Thursday, December 01, 2005

civilian casualties and ethics

Today it was announced that US casualties in the war in Iraq have reached 2119. That’s an awful lot of people, but it barely merits consideration when put alongside the number of Iraqi civilian deaths (upwards of 150,000 according to some reports). The liberal pundits prefer to focus on the American deaths, thinking, no doubt, that they have to play to America’s xenophobia to rally dissent against the war, but in doing so they fail to expose the main injustice of government aggression—that innocent people are knowingly put to death—and accordingly they spoil a great occasion to challenge people’s blind faith and support of a corrupt system. It goes without saying that the motives for the Iraqi war are beyond dubious, but even if we grant the administration its best rationalization—that we’re fighting this war to help the Iraqi people and to export Democracy and freedom to the world (stop laughing), then does that justify killing 150,000 civilians? (footnote: America represents six percent of world population and consumes almost forty percent of the world’s energy resources. Do you really think that’s an exportable product?)

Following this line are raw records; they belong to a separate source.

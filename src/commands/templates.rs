use super::layout::current_viewport;
use crate::background::{background_presets, BackgroundPreset};
use crate::sizing::{thumbnail_size, ThumbnailGrid, ThumbnailSize};
use crate::templates::{self, Template};
use tauri::command;

/// All templates in picker order
#[command]
pub async fn list_templates() -> Result<Vec<Template>, String> {
    Ok(templates::list_templates().to_vec())
}

#[command]
pub async fn get_template(template_id: String) -> Result<Template, String> {
    templates::get_template(&template_id)
        .cloned()
        .map_err(|e| {
            log::error!("Template lookup failed: {}", e);
            e.to_string()
        })
}

/// Thumbnail size for the template picker at the current viewport
#[command]
pub async fn get_template_thumbnail_size() -> Result<ThumbnailSize, String> {
    let viewport = current_viewport();
    thumbnail_size(viewport, viewport.orientation(), ThumbnailGrid::TEMPLATES)
        .map_err(|e| e.to_string())
}

#[command]
pub async fn list_backgrounds() -> Result<Vec<BackgroundPreset>, String> {
    Ok(background_presets())
}

/// Swatch size for the background picker at the current viewport
#[command]
pub async fn get_background_swatch_size() -> Result<ThumbnailSize, String> {
    let viewport = current_viewport();
    thumbnail_size(viewport, viewport.orientation(), ThumbnailGrid::BACKGROUNDS)
        .map_err(|e| e.to_string())
}
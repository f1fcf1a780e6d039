//! Configuration management for the photo booth
//!
//! Provides loading, saving and validation of capture timing, screen budgets,
//! storage locations, export albums and studio branding.

use crate::errors::BoothError;
use crate::sizing::SizingProfile;
use serde::{Deserialize, Serialize};
use std::fs;
use std::path::{Path, PathBuf};

/// Root configuration structure
#[derive(Debug, Clone, PartialEq, Serialize, Deserialize)]
pub struct BoothConfig {
    pub capture: CaptureConfig,
    pub sizing: SizingConfig,
    pub storage: StorageConfig,
    pub export: ExportConfig,
    pub branding: BrandingConfig,
    pub layout: LayoutConfig,
}

/// Countdown and shutter timing
#[derive(Debug, Clone, PartialEq, Serialize, Deserialize)]
pub struct CaptureConfig {
    /// Countdown length before each shutter
    pub countdown_seconds: u32,
    /// Interval between countdown ticks in milliseconds
    pub tick_interval_ms: u64,
    /// Pause after the last photo before moving on to background selection
    pub auto_advance_delay_ms: u64,
    /// Shutter attempts per slot in unattended runs
    pub max_capture_attempts: u32,
    /// Camera index passed to the capture backend
    pub device_index: u32,
}

/// Canvas screen budgets
#[derive(Debug, Clone, PartialEq, Serialize, Deserialize)]
pub struct SizingConfig {
    pub final_preview: SizingProfile,
    pub capture_preview: SizingProfile,
}

/// Session photo storage
#[derive(Debug, Clone, PartialEq, Serialize, Deserialize)]
pub struct StorageConfig {
    /// Directory captured photos are copied into
    pub app_storage_dir: String,
    /// File name prefix for stored photos
    pub file_prefix: String,
    /// JPEG quality (1-100)
    pub jpeg_quality: u8,
}

/// Gallery export
#[derive(Debug, Clone, PartialEq, Serialize, Deserialize)]
pub struct ExportConfig {
    pub strip_album: String,
    pub individual_album: String,
    /// Root directory albums are created under
    pub gallery_root: String,
    /// Output image format (png, jpeg)
    pub format: String,
}

/// Studio branding shown in the landscape footer
#[derive(Debug, Clone, PartialEq, Serialize, Deserialize)]
pub struct BrandingConfig {
    pub tagline: String,
    pub phone: String,
    pub social_handle: String,
    /// Logo image drawn into logo slots, if any
    pub logo_path: Option<String>,
    /// TrueType font for the printed contact block
    #[serde(default)]
    pub font_path: Option<String>,
    /// Directory holding image background assets
    pub assets_dir: String,
}

#[derive(Debug, Clone, PartialEq, Default, Serialize, Deserialize)]
pub struct LayoutConfig {
    /// Reject templates whose cells do not fit the canvas
    pub strict_fit: bool,
}

impl Default for BoothConfig {
    fn default() -> Self {
        Self {
            capture: CaptureConfig {
                countdown_seconds: 3,
                tick_interval_ms: 1000,
                auto_advance_delay_ms: 1500,
                max_capture_attempts: 3,
                device_index: 0,
            },
            sizing: SizingConfig {
                final_preview: SizingProfile::final_preview(),
                capture_preview: SizingProfile::capture_preview(),
            },
            storage: StorageConfig {
                app_storage_dir: "./booth-photos".to_string(),
                file_prefix: "photo".to_string(),
                jpeg_quality: 95,
            },
            export: ExportConfig {
                strip_album: "JR Studio Photo Booth".to_string(),
                individual_album: "JR Studio Individual Photos".to_string(),
                gallery_root: "./gallery".to_string(),
                format: "png".to_string(),
            },
            branding: BrandingConfig {
                tagline: "Talk to us".to_string(),
                phone: "+1 (555) 010-0199".to_string(),
                social_handle: "@jrstudio".to_string(),
                logo_path: None,
                font_path: Some("/usr/share/fonts/truetype/dejavu/DejaVuSans.ttf".to_string()),
                assets_dir: "./assets".to_string(),
            },
            layout: LayoutConfig::default(),
        }
    }
}

impl BoothConfig {
    /// Load configuration from TOML file
    pub fn load_from_file<P: AsRef<Path>>(path: P) -> Result<Self, BoothError> {
        let path = path.as_ref();

        if !path.exists() {
            log::info!("Config file not found at {:?}, using defaults", path);
            return Ok(Self::default());
        }

        let contents = fs::read_to_string(path)
            .map_err(|e| BoothError::Config(format!("Failed to read config file: {}", e)))?;

        let config: BoothConfig = toml::from_str(&contents)
            .map_err(|e| BoothError::Config(format!("Failed to parse config file: {}", e)))?;

        log::info!("Loaded configuration from {:?}", path);
        Ok(config)
    }

    /// Save configuration to TOML file
    pub fn save_to_file<P: AsRef<Path>>(&self, path: P) -> Result<(), BoothError> {
        let path = path.as_ref();

        if let Some(parent) = path.parent() {
            fs::create_dir_all(parent).map_err(|e| {
                BoothError::Config(format!("Failed to create config directory: {}", e))
            })?;
        }

        let toml_string = toml::to_string_pretty(self)
            .map_err(|e| BoothError::Config(format!("Failed to serialize config: {}", e)))?;

        fs::write(path, toml_string)
            .map_err(|e| BoothError::Config(format!("Failed to write config file: {}", e)))?;

        log::info!("Saved configuration to {:?}", path);
        Ok(())
    }

    pub fn default_path() -> PathBuf {
        PathBuf::from("printbooth.toml")
    }

    /// Load from default location or fall back to defaults
    pub fn load_or_default() -> Self {
        Self::load_from_file(Self::default_path()).unwrap_or_else(|e| {
            log::warn!("Failed to load config, using defaults: {}", e);
            Self::default()
        })
    }

    pub fn validate(&self) -> Result<(), String> {
        if self.capture.countdown_seconds == 0 || self.capture.countdown_seconds > 10 {
            return Err("Countdown must be between 1 and 10 seconds".to_string());
        }
        if self.capture.tick_interval_ms == 0 {
            return Err("Tick interval must be positive".to_string());
        }
        if self.capture.max_capture_attempts == 0 {
            return Err("At least one capture attempt is required".to_string());
        }

        if self.storage.jpeg_quality == 0 || self.storage.jpeg_quality > 100 {
            return Err("JPEG quality must be between 1 and 100".to_string());
        }
        if self.storage.file_prefix.is_empty() {
            return Err("File prefix must not be empty".to_string());
        }

        if self.export.strip_album.trim().is_empty()
            || self.export.individual_album.trim().is_empty()
        {
            return Err("Album names must not be empty".to_string());
        }
        if !matches!(self.export.format.as_str(), "png" | "jpeg" | "jpg") {
            return Err(format!("Unsupported export format: {}", self.export.format));
        }

        for (name, profile) in [
            ("final_preview", &self.sizing.final_preview),
            ("capture_preview", &self.sizing.capture_preview),
        ] {
            for budget in [profile.portrait, profile.landscape] {
                for extent in [budget.width, budget.height] {
                    if let crate::sizing::Extent::Fraction(f) = extent {
                        if !(f > 0.0 && f <= 1.0) {
                            return Err(format!(
                                "{} budget fraction must be in (0, 1], got {}",
                                name, f
                            ));
                        }
                    }
                }
            }
        }

        Ok(())
    }
}

impl ExportConfig {
    pub fn image_format(&self) -> image::ImageFormat {
        match self.format.as_str() {
            "jpeg" | "jpg" => image::ImageFormat::Jpeg,
            _ => image::ImageFormat::Png,
        }
    }
}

Think about it. If a person acted in the same way as even the most responsible government, not one in a thousand Americans would approve. If someone blew up an elementary school, for example, in order to eliminate a serial killer who had taken refuge inside, then not even the most callous pragmatist would condone the behavior—even if the serial killer were the most prolific in history (someone worse than Columbus, maybe). And yet that’s exactly what we do every time we declare war. We condone the killing of innocent men, women, and children. No war in history has spared the innocent. We know that. And we also know that every time we declare or support a war we are knowingly making a decision to kill non-combatants. So why do we do it?

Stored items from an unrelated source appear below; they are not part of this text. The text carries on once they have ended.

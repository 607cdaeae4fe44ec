//! GET /metrics - Prometheus 抓取端点

use axum::{
    http::{header, StatusCode},
    response::{IntoResponse, Response},
};

/// GET /metrics：返回 Prometheus 文本格式指标。
/// 未启用指标（`core.enable_metrics = false`）时返回 503。
pub async fn metrics_handler() -> Response {
    match crate::metrics::render_metrics() {
        Some(body) => (
            StatusCode::OK,
            [(
                header::CONTENT_TYPE,
                "text/plain; version=0.0.4; charset=utf-8",
            )],
            body,
        )
            .into_response(),
        None => (StatusCode::SERVICE_UNAVAILABLE, "metrics not enabled").into_response(),
    }
}
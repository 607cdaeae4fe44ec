//! 访问日志中间件

use std::net::SocketAddr;
use std::time::Instant;

use axum::{
    extract::{ConnectInfo, Request},
    http::{header, HeaderMap},
    middleware::Next,
    response::Response,
};
use tracing::info;

fn header_str(headers: &HeaderMap, name: header::HeaderName) -> String {
    headers
        .get(name)
        .and_then(|v| v.to_str().ok())
        .unwrap_or("-")
        .to_string()
}

/// 记录每个请求的 method / uri / ip / content-type / user-agent
pub async fn access_log(request: Request, next: Next) -> Response {
    let start = Instant::now();
    let method = request.method().clone();
    let uri = request.uri().clone();
    let ip = request
        .extensions()
        .get::<ConnectInfo<SocketAddr>>()
        .map(|ConnectInfo(addr)| addr.ip().to_string())
        .unwrap_or_else(|| "-".to_string());
    let content_type = header_str(request.headers(), header::CONTENT_TYPE);
    let agent = header_str(request.headers(), header::USER_AGENT);

    let response = next.run(request).await;

    info!(
        target: "pushrelay::access",
        method = %method,
        uri = %uri,
        ip = %ip,
        content_type = %content_type,
        agent = %agent,
        status = response.status().as_u16(),
        elapsed_ms = start.elapsed().as_millis() as u64,
        "HTTP request"
    );

    response
}
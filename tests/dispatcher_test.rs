mod common;

use std::sync::Arc;
use std::time::{Duration, Instant};

use common::{config, notification, CollectingReporter};
use pushrelay::push::{
    Dispatcher, DispatcherConfig, IngressResult, MockClient, OutcomeKind, Platform,
    PlatformClient, SendError,
};
use pushrelay::ServerError;

const WAIT: Duration = Duration::from_secs(5);

#[tokio::test]
async fn test_batch_backpressure_and_mixed_outcomes() {
    // 偶数 token 第一次临时失败、第二次成功；奇数 token 永久失败
    let client = Arc::new(MockClient::new(Platform::Ios).with_handler(|n| {
        let index: usize = n.token.trim_start_matches('t').parse().unwrap();
        if index % 2 == 1 {
            Err(SendError::Permanent("BadDeviceToken".to_string()))
        } else if n.attempt() == 0 {
            Err(SendError::Transient("503".to_string()))
        } else {
            Ok(())
        }
    }));
    let reporter = CollectingReporter::new();
    let dispatcher = Dispatcher::start(config(10, 2), vec![client.clone()], reporter.clone());

    let batch = (0..12)
        .map(|i| notification(Platform::Ios, &format!("t{}", i), 1))
        .collect();
    let results = dispatcher.push_batch(batch);

    let accepted = results.iter().filter(|r| r.is_accepted()).count();
    let queue_full = results
        .iter()
        .filter(|r| **r == IngressResult::RejectedQueueFull)
        .count();
    assert_eq!(accepted, 10);
    assert_eq!(queue_full, 2);
    // 队列按提交顺序接收，放不下的是末尾两个
    assert!(results[..10].iter().all(|r| r.is_accepted()));

    reporter.wait_for(10, WAIT).await;

    for i in 0..10 {
        let token = format!("t{}", i);
        let outcomes = reporter.for_token(&token);
        assert_eq!(outcomes.len(), 1, "token {} must finish exactly once", token);
        if i % 2 == 0 {
            assert_eq!(outcomes[0].kind, OutcomeKind::SucceededPush);
            assert_eq!(client.calls_for(&token), 2);
        } else {
            assert_eq!(outcomes[0].kind, OutcomeKind::FailedPush);
            assert!(matches!(
                outcomes[0].error,
                Some(ServerError::PermanentProvider(_))
            ));
            assert_eq!(outcomes[0].notification.attempt(), 0);
            assert_eq!(client.calls_for(&token), 1);
        }
    }

    let snapshot = dispatcher.read_snapshot();
    assert_eq!(snapshot.total_success, 5);
    assert_eq!(snapshot.total_fail, 5);
    assert_eq!(snapshot.rejected_queue_full, 2);
    assert_eq!(snapshot.ios.push_success, 5);
    assert_eq!(snapshot.android.push_success, 0);

    dispatcher.stop(Duration::from_secs(1)).await;
    assert_eq!(reporter.len(), 10);
}

#[tokio::test]
async fn test_transient_failure_attempts_max_retry_plus_one() {
    let client = Arc::new(
        MockClient::new(Platform::Android)
            .with_handler(|_| Err(SendError::Transient("Unavailable".to_string()))),
    );
    let reporter = CollectingReporter::new();
    let dispatcher = Dispatcher::start(config(16, 2), vec![client.clone()], reporter.clone());

    let results = dispatcher.push_batch(vec![
        notification(Platform::Android, "three", 3),
        notification(Platform::Android, "zero", 0),
    ]);
    assert!(results.iter().all(|r| r.is_accepted()));

    reporter.wait_for(2, WAIT).await;
    assert_eq!(client.calls_for("three"), 4);
    assert_eq!(client.calls_for("zero"), 1);
    assert_eq!(reporter.count(OutcomeKind::RetryExhausted), 2);

    let three = reporter.for_token("three");
    assert_eq!(three[0].notification.attempt(), 3);

    dispatcher.stop(Duration::from_secs(1)).await;
}

#[tokio::test]
async fn test_max_retry_clamped_by_ceiling() {
    let client = Arc::new(
        MockClient::new(Platform::Ios)
            .with_handler(|_| Err(SendError::Transient("429".to_string()))),
    );
    let reporter = CollectingReporter::new();
    let dispatcher = Dispatcher::start(
        DispatcherConfig {
            max_retry_ceiling: 2,
            ..config(16, 1)
        },
        vec![client.clone()],
        reporter.clone(),
    );

    dispatcher.push_batch(vec![notification(Platform::Ios, "greedy", 1_000)]);
    reporter.wait_for(1, WAIT).await;
    assert_eq!(client.calls_for("greedy"), 3);

    dispatcher.stop(Duration::from_secs(1)).await;
}

#[tokio::test]
async fn test_concurrent_submitters_each_get_one_outcome() {
    let client = Arc::new(MockClient::new(Platform::Android).with_delay(Duration::from_millis(1)));
    let reporter = CollectingReporter::new();
    let dispatcher = Arc::new(Dispatcher::start(
        config(4, 4),
        vec![client.clone()],
        reporter.clone(),
    ));

    let handles: Vec<_> = (0..64)
        .map(|i| {
            let dispatcher = dispatcher.clone();
            tokio::spawn(async move {
                dispatcher
                    .push_blocking(notification(Platform::Android, &format!("c{}", i), 0))
                    .await
            })
        })
        .collect();

    for handle in handles {
        assert!(handle.await.unwrap().is_accepted());
    }

    reporter.wait_for(64, WAIT).await;
    assert_eq!(reporter.count(OutcomeKind::SucceededPush), 64);
    assert_eq!(client.calls(), 64);

    dispatcher.stop(Duration::from_secs(1)).await;
    assert_eq!(reporter.len(), 64);
}

#[tokio::test]
async fn test_stop_accounts_for_every_accepted_notification() {
    let client = Arc::new(MockClient::new(Platform::Ios).with_delay(Duration::from_secs(10)));
    let reporter = CollectingReporter::new();
    let dispatcher = Dispatcher::start(config(100, 2), vec![client.clone()], reporter.clone());

    let batch = (0..20)
        .map(|i| notification(Platform::Ios, &format!("s{}", i), 0))
        .collect();
    let accepted = dispatcher
        .push_batch(batch)
        .iter()
        .filter(|r| r.is_accepted())
        .count();
    assert_eq!(accepted, 20);

    // 让 worker 取到在途条目
    tokio::time::sleep(Duration::from_millis(50)).await;

    let started = Instant::now();
    let report = dispatcher.stop(Duration::from_millis(100)).await;
    assert!(started.elapsed() < Duration::from_secs(5));
    assert!(report.grace_period_elapsed);
    assert_eq!(report.drained_from_queue, 18);

    assert_eq!(reporter.len(), accepted);
    assert_eq!(reporter.count(OutcomeKind::ShutdownDropped), accepted);
    let snapshot = dispatcher.read_snapshot();
    assert_eq!(snapshot.total_count, accepted as u64);
    assert_eq!(snapshot.shutdown_dropped, accepted as u64);
    assert_eq!(snapshot.ios.shutdown_dropped, accepted as u64);
}

#[tokio::test]
async fn test_stop_drops_pending_retries() {
    let client = Arc::new(
        MockClient::new(Platform::Android)
            .with_handler(|_| Err(SendError::Transient("timeout".to_string()))),
    );
    let reporter = CollectingReporter::new();
    let mut dispatcher_config = config(16, 2);
    dispatcher_config.backoff.base_ms = 60_000;
    dispatcher_config.backoff.max_ms = 60_000;
    let dispatcher = Dispatcher::start(dispatcher_config, vec![client.clone()], reporter.clone());

    dispatcher.push_batch(vec![
        notification(Platform::Android, "r1", 5),
        notification(Platform::Android, "r2", 5),
        notification(Platform::Android, "r3", 5),
    ]);

    // 三条都已发送过一次，正在等待退避
    let deadline = Instant::now() + WAIT;
    while client.calls() < 3 {
        assert!(Instant::now() < deadline, "sends did not start");
        tokio::time::sleep(Duration::from_millis(5)).await;
    }

    let report = tokio::time::timeout(WAIT, dispatcher.stop(Duration::from_secs(1)))
        .await
        .expect("stop must not wait for the backoff delay");
    assert!(!report.grace_period_elapsed);

    assert_eq!(reporter.len(), 3);
    assert_eq!(reporter.count(OutcomeKind::ShutdownDropped), 3);
    for outcome in reporter.outcomes() {
        assert_eq!(outcome.error, Some(ServerError::ShutdownDropped));
    }
    assert_eq!(client.calls(), 3);
}

#[tokio::test]
async fn test_retries_in_backoff_stay_within_queue_capacity() {
    let client = Arc::new(
        MockClient::new(Platform::Ios)
            .with_handler(|_| Err(SendError::Transient("ServiceUnavailable".to_string()))),
    );
    let reporter = CollectingReporter::new();
    let mut dispatcher_config = config(2, 4);
    dispatcher_config.backoff.base_ms = 2_000;
    dispatcher_config.backoff.max_ms = 2_000;
    let dispatcher = Dispatcher::start(dispatcher_config, vec![client.clone()], reporter.clone());

    let mut accepted = 0;
    for i in 0..100 {
        let results = dispatcher.push_batch(vec![notification(Platform::Ios, &format!("o{}", i), 5)]);
        accepted += results.iter().filter(|r| r.is_accepted()).count();
        assert!(dispatcher.queue_usage() <= 2);
        tokio::time::sleep(Duration::from_millis(2)).await;
    }

    // 预留空位挡住新请求，其余只能在 worker 内原地退避
    assert!(dispatcher.pending_retries() <= 2);
    assert!(accepted >= 2);
    assert!(accepted <= 2 + 4, "accepted {} notifications during outage", accepted);
    assert!(dispatcher.read_snapshot().rejected_queue_full >= (100 - accepted) as u64);
    assert_eq!(reporter.len(), 0);

    let report = dispatcher.stop(Duration::from_secs(1)).await;
    assert!(!report.grace_period_elapsed);
    assert_eq!(reporter.len(), accepted);
    assert_eq!(reporter.count(OutcomeKind::ShutdownDropped), accepted);
}

#[tokio::test]
async fn test_degraded_client_fails_fast_without_retry() {
    let client = Arc::new(
        MockClient::new(Platform::Ios)
            .with_handler(|_| Err(SendError::Configuration("InvalidProviderToken".to_string()))),
    );
    let reporter = CollectingReporter::new();
    let dispatcher = Dispatcher::start(config(16, 1), vec![client.clone()], reporter.clone());

    let batch = (0..5)
        .map(|i| notification(Platform::Ios, &format!("d{}", i), 3))
        .collect();
    dispatcher.push_batch(batch);

    reporter.wait_for(5, WAIT).await;
    assert!(client.is_degraded());
    assert_eq!(client.calls(), 1);
    assert_eq!(reporter.count(OutcomeKind::FailedPush), 5);
    assert!(reporter
        .outcomes()
        .iter()
        .all(|o| matches!(o.error, Some(ServerError::Configuration(_)))));

    dispatcher.stop(Duration::from_secs(1)).await;
}

#[tokio::test]
async fn test_send_timeout_is_transient() {
    let client = Arc::new(MockClient::new(Platform::Android).with_delay(Duration::from_secs(5)));
    let reporter = CollectingReporter::new();
    let dispatcher = Dispatcher::start(
        DispatcherConfig {
            send_timeout: Duration::from_millis(50),
            ..config(16, 1)
        },
        vec![client.clone()],
        reporter.clone(),
    );

    dispatcher.push_batch(vec![notification(Platform::Android, "slow", 1)]);

    reporter.wait_for(1, WAIT).await;
    let outcomes = reporter.outcomes();
    let outcome = &outcomes[0];
    assert_eq!(outcome.kind, OutcomeKind::RetryExhausted);
    assert!(outcome.error_text().contains("timed out"));
    assert_eq!(client.calls_for("slow"), 2);

    dispatcher.stop(Duration::from_secs(1)).await;
}

#[tokio::test]
async fn test_reset_snapshot_keeps_dispatching() {
    let client = Arc::new(MockClient::new(Platform::Android));
    let reporter = CollectingReporter::new();
    let dispatcher = Dispatcher::start(config(8, 1), vec![client], reporter.clone());

    dispatcher.push_batch(vec![notification(Platform::Android, "a", 0)]);
    reporter.wait_for(1, WAIT).await;
    assert_eq!(dispatcher.read_snapshot().total_success, 1);

    dispatcher.reset_snapshot();
    assert_eq!(dispatcher.read_snapshot().total_count, 0);

    dispatcher.push_batch(vec![notification(Platform::Android, "b", 0)]);
    reporter.wait_for(2, WAIT).await;
    assert_eq!(dispatcher.read_snapshot().total_success, 1);

    dispatcher.stop(Duration::from_secs(1)).await;
}
//! 推送统计：进程内原子计数器，不做 I/O、不阻塞。
//! 持久化由外部存储周期性调用 `read_snapshot` 完成。

use std::sync::atomic::{AtomicU64, Ordering};

use serde::{Deserialize, Serialize};

use crate::push::types::Platform;

#[derive(Debug, Default)]
struct PlatformCounters {
    success: AtomicU64,
    fail: AtomicU64,
    shutdown_dropped: AtomicU64,
}

impl PlatformCounters {
    fn snapshot(&self) -> PlatformStats {
        PlatformStats {
            push_success: self.success.load(Ordering::Relaxed),
            push_error: self.fail.load(Ordering::Relaxed),
            shutdown_dropped: self.shutdown_dropped.load(Ordering::Relaxed),
        }
    }

    fn reset(&self) {
        self.success.store(0, Ordering::Relaxed);
        self.fail.store(0, Ordering::Relaxed);
        self.shutdown_dropped.store(0, Ordering::Relaxed);
    }
}

/// 单个平台的统计
#[derive(Debug, Clone, Copy, Default, Serialize, Deserialize, PartialEq, Eq)]
pub struct PlatformStats {
    pub push_success: u64,
    pub push_error: u64,
    pub shutdown_dropped: u64,
}

/// 统计快照（只读）
#[derive(Debug, Clone, Copy, Default, Serialize, Deserialize, PartialEq, Eq)]
pub struct StatsSnapshot {
    /// 终态结果总数（成功 + 失败 + 关闭丢弃）
    pub total_count: u64,
    pub total_success: u64,
    pub total_fail: u64,
    pub shutdown_dropped: u64,
    /// 入口拒绝（不算在投递结果里）
    pub rejected_queue_full: u64,
    pub rejected_invalid: u64,
    pub ios: PlatformStats,
    pub android: PlatformStats,
}

/// 统计收集器
#[derive(Debug, Default)]
pub struct StatsCollector {
    ios: PlatformCounters,
    android: PlatformCounters,
    rejected_queue_full: AtomicU64,
    rejected_invalid: AtomicU64,
}

impl StatsCollector {
    pub fn new() -> Self {
        Self::default()
    }

    fn counters(&self, platform: Platform) -> &PlatformCounters {
        match platform {
            Platform::Ios => &self.ios,
            Platform::Android => &self.android,
        }
    }

    pub fn increment_success(&self, platform: Platform) {
        self.counters(platform).success.fetch_add(1, Ordering::Relaxed);
    }

    pub fn increment_fail(&self, platform: Platform) {
        self.counters(platform).fail.fetch_add(1, Ordering::Relaxed);
    }

    pub fn increment_shutdown_dropped(&self, platform: Platform) {
        self.counters(platform)
            .shutdown_dropped
            .fetch_add(1, Ordering::Relaxed);
    }

    pub fn increment_rejected_queue_full(&self) {
        self.rejected_queue_full.fetch_add(1, Ordering::Relaxed);
    }

    pub fn increment_rejected_invalid(&self) {
        self.rejected_invalid.fetch_add(1, Ordering::Relaxed);
    }

    pub fn read_snapshot(&self) -> StatsSnapshot {
        let ios = self.ios.snapshot();
        let android = self.android.snapshot();
        let total_success = ios.push_success + android.push_success;
        let total_fail = ios.push_error + android.push_error;
        let shutdown_dropped = ios.shutdown_dropped + android.shutdown_dropped;

        StatsSnapshot {
            total_count: total_success + total_fail + shutdown_dropped,
            total_success,
            total_fail,
            shutdown_dropped,
            rejected_queue_full: self.rejected_queue_full.load(Ordering::Relaxed),
            rejected_invalid: self.rejected_invalid.load(Ordering::Relaxed),
            ios,
            android,
        }
    }

    /// 管理操作：清零所有计数
    pub fn reset(&self) {
        self.ios.reset();
        self.android.reset();
        self.rejected_queue_full.store(0, Ordering::Relaxed);
        self.rejected_invalid.store(0, Ordering::Relaxed);
    }
}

Let’s take another scenario. Say I decide to blow up a dam in order to restore an eco-system. I have a noble objective, right? And I take every precaution imaginable to ensure that no human lives are lost. Nevertheless, a group of high school kids decide to go skinny dipping downstream when I set off the explosives at 4 am. How many Americans would approve of my actions? At the same time the mayor of Denver decides to implement a Light Rail transportation system (also good for the environment, right?), but the first week of its inception nine people are killed due to traffic mishaps involving the newly-placed light rail stops. Is anyone calling for the mayor’s head?

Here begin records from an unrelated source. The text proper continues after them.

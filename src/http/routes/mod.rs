//! HTTP 路由模块
//!
//! 路由结构：
//! - `POST /api/push` - 提交推送（按 token 展开，逐条返回入队结果）
//! - `GET /api/stat/app` - 推送统计
//! - `DELETE /api/stat/app` - 清零统计
//! - `GET /api/config` - 当前配置（隐藏凭证）
//! - `GET /healthz` - 健康检查
//! - `GET /metrics` - Prometheus 指标

pub mod config;
pub mod health;
pub mod metrics;
pub mod push;
pub mod stat;

use axum::{routing::get, Router};

use crate::http::HttpServerState;

/// 创建所有路由
pub fn create_routes() -> Router<HttpServerState> {
    Router::new()
        .route("/metrics", get(metrics::metrics_handler))
        .merge(health::create_route())
        .merge(push::create_route())
        .merge(stat::create_route())
        .merge(config::create_route())
}
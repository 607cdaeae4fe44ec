//! HTTP 服务器模块 - 使用 Axum 提供推送入口 API
//!
//! 功能包括：
//! - 推送提交接口
//! - 推送统计查询 / 清零
//! - 配置查看（隐藏凭证）
//! - 健康检查与 Prometheus 指标

pub mod middleware;
pub mod routes;
pub mod server;

pub use server::{create_app, HttpServerState, PushHttpServer};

I’m not trying to make an argument for non-violence here. Life’s choices are far too complex to be governed by a particular ideology, no matter how well-intentioned the motives that inspired it. But I do hope to show how lenient we are in applying our own standard of ethics to government actions. That’s because ethics are pure hyperbole. They have little to do with right or wrong and everything to do with protecting what is ours or perceived to be ours (i.e. the precise opposite of altruism). Though our own ethical standards condemn our government’s behavior, we continue to honor our political leaders, pledge allegiance to the flag, and celebrate the Fourth of July. We do so, if we do so, because we’re cowards—because dissent and resistance require risk, and risk means potentially losing our status and our egoistic identities, which means potentially becoming something other than, and less than, American.

Civilian deaths during WWII (the good war): 25,000,000.